El Centro de Investigación y Desarrollo de Aerodinámicas de China ha probado un modelo de acero 1:52 de una aerolínea voladora diseñada para más de 800 pasajeros. El concepto de tamaño completo sería de 85 metros de ancho, 1,6 veces el ala de un bombardero B-2, y el crucero en Mach 0.8. Un típico Airbus A380 lleva a unas 555 personas.
No existe un horario completo de aeronaves, motores o producción. El modelo es un referente para validar túneles de viento, simulaciones de ordenador y equipos de prueba. China está construyendo el sistema de ingeniería necesario para evaluar una nueva clase de transporte antes de comprometerse a un avión.
Un aerolineador convencional es un tubo transportado por alas separadas. En un ala voladora, el amplio cuerpo central también genera ascensor. Más de la estructura aérea se convierte en útil superficie aerodinámica, creando volumen adicional al reducir la resistencia y el uso energético.
El modelo de 1,6 metros fue probado de Mach 0.4 a 0.8. Su relación de elevación a carga alcanzó unos 20 por debajo de Mach 0.7 y permaneció 17.6 en Mach 0.8. Los investigadores dicen que puede servir como una referencia común para estudiar flujo de aire, flexión estructural y nuevos métodos de prueba.
China no inventó el concepto. NASA y Boeing volaron el demostrador X-48, mientras que Airbus probó su modelo de mezcla MAVERIC y los ahorros de combustible proyectados de hasta un 20%. Beijing está escalando la idea a la clase 800-passenger y la incorpora en su programa de grandes aeronaves.
Esa escala es también el riesgo comercial. Airbus terminó la producción de A380 después de que las aerolíneas dejaran de ordenar superjumbos suficientes, mientras que las rutas punto a punto favorecen jets de doble motor más pequeños. Un ala voladora de 800 asientos debe ofrecer más que capacidad: su eficiencia debe cambiar la economía que venció el A380.
El concepto amplía la escalera de aviones de China.
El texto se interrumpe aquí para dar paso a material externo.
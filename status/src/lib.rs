//!
//! A job's status lives entirely on disk, as a zero-byte (or tag-holding)
//! sentinel file named `__<status>__` inside the job directory.
//!
//! This crate defines the sentinel vocabulary ([`Status`]), the bucket map
//! that groups job paths by status ([`Buckets`]), and the read-only
//! [`Scanner`] that walks a root directory of material folders and
//! classifies every job directory it finds.
//!
//! The scanner never writes. Everything that mutates sentinels lives in the
//! main crate, which applies changes and reports them as [`StatusChange`]s.

/// status vocabulary and sentinel file names
mod sentinel;
pub use sentinel::Status;

/// job paths grouped by status
mod buckets;
pub use buckets::{Buckets, StatusChange};

/// read-only classification of a job tree
mod scanner;
pub use scanner::{classify, job_dirs, ScanScope, Scanner};

/// Per-job archive of backup snapshots; never scanned for jobs.
pub const ERROR_ARCHIVE: &str = "error_folder";

/// A directory is a job iff it holds this stage-input file.
pub const STAGE_INPUT: &str = "INCAR";

/// Marks a material folder whose every stage is final, so scans can skip it.
pub const MATERIAL_COMPLETE: &str = "__complete__";
use std::io::Read;
use std::path::Path;
use std::process::{Command, ExitStatus, Stdio};
use std::thread;
use std::time::Duration;

use anyhow::{Context, Result};

use super::Error;

/// Captured result of one shell command.
#[derive(Debug)]
pub struct CmdOutput {
    pub status: ExitStatus,
    pub stdout: String,
    pub stderr: String,
}

impl CmdOutput {
    pub fn success(&self) -> bool {
        self.status.success()
    }
}

/// Run `cmd` through `sh -c` inside `dir`, capturing stdout and stderr.
/// A non-zero exit is not an error here; check [`CmdOutput::success`].
pub fn run_cmd(cmd: &str, dir: &Path) -> Result<CmdOutput> {
    log::trace!("running `{}` in {:?}", cmd, dir);
    let mut child = Command::new("sh")
        .arg("-c")
        .arg(cmd)
        .current_dir(dir)
        .stdin(Stdio::null())
        .stdout(Stdio::piped())
        .stderr(Stdio::piped())
        .spawn()
        .with_context(|| Error::Spawn(cmd.to_owned()))?;

    let child_out = child
        .stdout
        .take()
        .ok_or_else(|| Error::Pipe("stdout", cmd.to_owned()))?;
    let child_err = child
        .stderr
        .take()
        .ok_or_else(|| Error::Pipe("stderr", cmd.to_owned()))?;

    // both pipes are drained concurrently so a chatty child can't block on a full buffer.
    let thread_out = thread::spawn(move || communicate(child_out));
    let thread_err = thread::spawn(move || communicate(child_err));
    let stdout = thread_out
        .join()
        .map_err(|_| Error::Pipe("stdout", cmd.to_owned()))??;
    let stderr = thread_err
        .join()
        .map_err(|_| Error::Pipe("stderr", cmd.to_owned()))??;

    let status = child
        .wait()
        .with_context(|| format!("waiting on `{cmd}`"))?;
    Ok(CmdOutput {
        status,
        stdout,
        stderr,
    })
}

/// Run `cmd` up to `1 + retries` times, sleeping `delay` between attempts,
/// until it exits successfully. Fails if every attempt failed.
pub fn run_with_retries(
    cmd: &str,
    dir: &Path,
    retries: usize,
    delay: Duration,
) -> Result<CmdOutput> {
    let attempts = retries + 1;
    let mut last_status = String::new();
    for attempt in 1..=attempts {
        match run_cmd(cmd, dir) {
            Ok(output) if output.success() => return Ok(output),
            Ok(output) => {
                last_status = format!("{}; stderr: {}", output.status, output.stderr.trim());
            }
            Err(e) => last_status = format!("{e:#}"),
        }
        log::warn!("attempt {attempt}/{attempts} of `{cmd}` failed: {last_status}");
        if attempt < attempts && !delay.is_zero() {
            thread::sleep(delay);
        }
    }
    Err(Error::Failed {
        cmd: cmd.to_owned(),
        attempts,
        status: last_status,
    }
    .into())
}

fn communicate<R: Read>(mut stream: R) -> std::io::Result<String> {
    let mut bytes = Vec::with_capacity(1024);
    stream.read_to_end(&mut bytes)?;
    Ok(String::from_utf8_lossy(&bytes).into_owned())
}

#[cfg(test)]
mod test {
    use super::*;
    use tempfile::tempdir;

    #[test]
    fn test_captures_output_in_dir() -> Result<()> {
        let dir = tempdir()?;
        std::fs::write(dir.path().join("job_id"), "Submitted batch job 42\n")?;
        let output = run_cmd("cat job_id; echo oops >&2", dir.path())?;
        assert!(output.success());
        assert_eq!("Submitted batch job 42\n", output.stdout);
        assert_eq!("oops\n", output.stderr);
        Ok(())
    }

    #[test]
    fn test_retries_exhausted() -> Result<()> {
        let dir = tempdir()?;
        // each attempt appends a line, so we can count them.
        let err = run_with_retries("echo x >> tries; false", dir.path(), 2, Duration::ZERO)
            .unwrap_err();
        assert!(format!("{err}").contains("3 attempt"));
        assert_eq!(3, std::fs::read_to_string(dir.path().join("tries"))?.lines().count());
        Ok(())
    }

    #[test]
    fn test_retry_succeeds_eventually() -> Result<()> {
        let dir = tempdir()?;
        let cmd = "echo x >> tries; test $(wc -l < tries) -ge 2";
        let output = run_with_retries(cmd, dir.path(), 3, Duration::ZERO)?;
        assert!(output.success());
        assert_eq!(2, std::fs::read_to_string(dir.path().join("tries"))?.lines().count());
        Ok(())
    }
}
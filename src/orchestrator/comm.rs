use std::any::Any;

use crossbeam_channel::{unbounded, Receiver, Sender};

type Message = Box<dyn Any + Send>;

#[derive(Debug, thiserror::Error)]
pub enum Error {
    #[error("Worker {0} hung up")]
    Disconnected(usize),
    #[error("Worker {0} sent a message of an unexpected type")]
    UnexpectedMessage(usize),
    #[error("Scatter on worker 0 needs exactly {expected} chunks, got {got}")]
    ScatterSize { expected: usize, got: usize },
}

/// One worker's endpoint in a fixed-size group.
///
/// Every pair of workers shares a dedicated FIFO channel, so messages between
/// two workers arrive in the order they were sent. Worker 0 is the root of all
/// collectives. Every worker must call the same collectives in the same order.
pub struct Comm {
    rank: usize,
    size: usize,
    /// indexed by destination rank
    senders: Vec<Sender<Message>>,
    /// indexed by source rank
    receivers: Vec<Receiver<Message>>,
}

/// Build the endpoints for a group of `size` workers.
pub fn group(size: usize) -> Vec<Comm> {
    let size = size.max(1);
    let mut senders: Vec<Vec<Sender<Message>>> = (0..size).map(|_| Vec::with_capacity(size)).collect();
    let mut receivers: Vec<Vec<Receiver<Message>>> =
        (0..size).map(|_| Vec::with_capacity(size)).collect();
    // channel (src -> dst): src keeps the sender at index dst, dst keeps the receiver at index src.
    for src in 0..size {
        for dst in 0..size {
            let (tx, rx) = unbounded();
            senders[src].push(tx);
            receivers[dst].push(rx);
        }
    }
    senders
        .into_iter()
        .zip(receivers)
        .enumerate()
        .map(|(rank, (senders, receivers))| Comm {
            rank,
            size,
            senders,
            receivers,
        })
        .collect()
}

impl Comm {
    pub fn rank(&self) -> usize {
        self.rank
    }

    pub fn size(&self) -> usize {
        self.size
    }

    pub fn is_root(&self) -> bool {
        self.rank == 0
    }

    fn send<T: Send + 'static>(&self, dst: usize, value: T) -> Result<(), Error> {
        self.senders[dst]
            .send(Box::new(value))
            .map_err(|_| Error::Disconnected(dst))
    }

    fn recv<T: 'static>(&self, src: usize) -> Result<T, Error> {
        let msg = self.receivers[src]
            .recv()
            .map_err(|_| Error::Disconnected(src))?;
        msg.downcast::<T>()
            .map(|value| *value)
            .map_err(|_| Error::UnexpectedMessage(src))
    }

    /// Wait until every worker has reached this point.
    pub fn barrier(&self) -> Result<(), Error> {
        self.gather(())?;
        self.broadcast(Some(()))
    }

    /// Root passes `Some(value)`, everyone gets a copy. Other workers' argument is ignored.
    pub fn broadcast<T: Clone + Send + 'static>(&self, value: Option<T>) -> Result<T, Error> {
        if self.is_root() {
            let value = value.ok_or(Error::UnexpectedMessage(0))?;
            for dst in 1..self.size {
                self.send(dst, value.clone())?;
            }
            Ok(value)
        } else {
            self.recv(0)
        }
    }

    /// Collect one value from every worker on the root, in rank order.
    /// Non-root workers get `None`.
    pub fn gather<T: Send + 'static>(&self, value: T) -> Result<Option<Vec<T>>, Error> {
        if self.is_root() {
            let mut all = Vec::with_capacity(self.size);
            all.push(value);
            for src in 1..self.size {
                all.push(self.recv(src)?);
            }
            Ok(Some(all))
        } else {
            self.send(0, value)?;
            Ok(None)
        }
    }

    /// Every worker gets every worker's value, in rank order.
    pub fn all_gather<T: Clone + Send + 'static>(&self, value: T) -> Result<Vec<T>, Error> {
        let gathered = self.gather(value)?;
        self.broadcast(gathered)
    }

    /// Root hands chunk `i` to worker `i`; each worker returns its chunk.
    pub fn scatter<T: Send + 'static>(&self, chunks: Option<Vec<T>>) -> Result<T, Error> {
        if self.is_root() {
            let chunks = chunks.ok_or(Error::UnexpectedMessage(0))?;
            if chunks.len() != self.size {
                return Err(Error::ScatterSize {
                    expected: self.size,
                    got: chunks.len(),
                });
            }
            let mut chunks = chunks.into_iter();
            let own = chunks.next().ok_or(Error::UnexpectedMessage(0))?;
            for (dst, chunk) in chunks.enumerate() {
                self.send(dst + 1, chunk)?;
            }
            Ok(own)
        } else {
            self.recv(0)
        }
    }

    /// Logical OR across all workers; everyone gets the same answer.
    pub fn any(&self, flag: bool) -> Result<bool, Error> {
        let flags = self.gather(flag)?;
        self.broadcast(flags.map(|flags| flags.into_iter().any(|f| f)))
    }
}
El C919 entra en el mercado de cuerpos estrechos Boeing-Airbus, los 280 asientos C929 apuntan a rutas de largo recorrido, y el propuesto C949 explora viajes supersónicos. El ala voladora prepara laboratorios chinos para la arquitectura que pueden seguirlos.
Sigue habiendo importantes barreras: controlar un avión sin cola a baja velocidad, presionar su amplia cabina y evacuar cientos de pasajeros. Este modelo no los resuelve.
Produce datos patentados, herramientas validadas e ingenieros capacitados en aviones no convencionales. El jet puede permanecer en papel durante años, pero China está adquiriendo la base de investigación necesaria para decidir si la próxima revolución aérea vale la pena construir.